Nos bastidores da política externa americana no atual momento de transição da gestão Trump para a gestão Biden foi feita uma movimentação que pode demonstrar distensionamento com o Irã. Foram retirados funcionários americanos da Embaixada dos EUA em Bagdá, no Iraque. A movimentação pode ser também por temor a represálias após o assassinato do físico nuclear iraniano Mohsen Fakhrizadeh, chefe do Dept. de Pesquisa e Inovação do Ministério da Defesa do país, e a proximidade do 3 de janeiro, um ano do assassinato do general Suleimani no aeroporto de Bagdá. O novo presidente eleito americano, Biden, disse que o país voltará integralmente ao acordo de 2015 (que impede o Irã de desenvolver armas nucleares) se o Irã obedecê-lo integralmente. O Irã respondeu na última quinta (3) que cumprirá integralmente o acordo desde que EUA e Europa cumpram seus compromissos.

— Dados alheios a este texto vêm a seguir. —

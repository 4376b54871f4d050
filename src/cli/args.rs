//! CLI argument definitions

use clap::{ArgAction, Parser};
use std::path::PathBuf;

#[derive(Parser, Debug)]
#[command(name = "levrank")]
#[command(about = "Rank lines by Levenshtein edit distance to a query word")]
#[command(version)]
pub struct Cli {
    /// Word to compare every line against
    pub query: String,

    /// File with one candidate per line (reads standard input if omitted)
    pub file: Option<PathBuf>,

    /// Ignore case when comparing
    #[arg(short = 'i', long, overrides_with = "no_ignore_case")]
    pub ignore_case: bool,

    /// Compare case-sensitively even if the config file says otherwise
    #[arg(long, overrides_with = "ignore_case")]
    pub no_ignore_case: bool,

    /// Tab-separated substitution rules applied to each line before comparing
    #[arg(short = 's', long, value_name = "PATH")]
    pub substitutions: Option<PathBuf>,

    /// Treat substitution patterns as regular expressions
    #[arg(long, overrides_with = "no_regex_rules")]
    pub regex_rules: bool,

    /// Treat substitution patterns literally even if the config file says otherwise
    #[arg(long, overrides_with = "regex_rules")]
    pub no_regex_rules: bool,

    /// Sort from least to most similar
    #[arg(short = 'r', long, overrides_with = "no_reverse")]
    pub reverse: bool,

    /// Sort from most to least similar even if the config file says otherwise
    #[arg(long, overrides_with = "reverse")]
    pub no_reverse: bool,

    /// Print a similarity score (1 - distance/max) instead of the distance
    #[arg(short = 'n', long, overrides_with = "no_scale")]
    pub scale: bool,

    /// Print distances even if the config file asks for scores
    #[arg(long, overrides_with = "scale")]
    pub no_scale: bool,

    /// Separator between value and line
    #[arg(long, value_name = "SEP")]
    pub separator: Option<String>,

    /// Custom configuration file path
    #[arg(short = 'c', long, value_name = "PATH")]
    pub config: Option<PathBuf>,

    /// Increase log verbosity (-v debug, -vv trace)
    #[arg(short = 'v', long, action = ArgAction::Count)]
    pub verbose: u8,
}

impl Cli {
    /// Log level implied by the verbosity flag.
    pub fn log_level(&self) -> &'static str {
        match self.verbose {
            0 => "warn",
            1 => "debug",
            _ => "trace",
        }
    }
}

O final de semana foi de tentativas de diálogo na Índia entre o governo e pequenos e médios agricultores por conta de uma reforma do setor agrícola que o governo do BJP tenta aprovar e gerou uma greve de trabalhadores de grandes proporções, iniciada nos estados de Punjab e Haryana e que pode se espalhar por todo o país a partir de amanhã (8). Há novas negociações previstas para quarta (9). Os agricultores acusam o governo de aprovar uma lei que autoriza o Estado a deixar de comprar o mínimo de grãos e outros produtos cultivados a um preço pré-fixado e que isso resulte na selvageria comercial de empresas e corporações que podem puxar os preços para níveis insustentáveis para os trabalhadores e pequenos produtores rurais. O primeiro-ministro Narendra Modi insiste que o projeto vai beneficiar os agricultores por atrair investimentos privados, mas os manifestantes dizem que nunca foram consultados pelo governo. A lei foi aprovada em setembro e já houve 5 tentativas de negociação, pelo que diz a imprensa.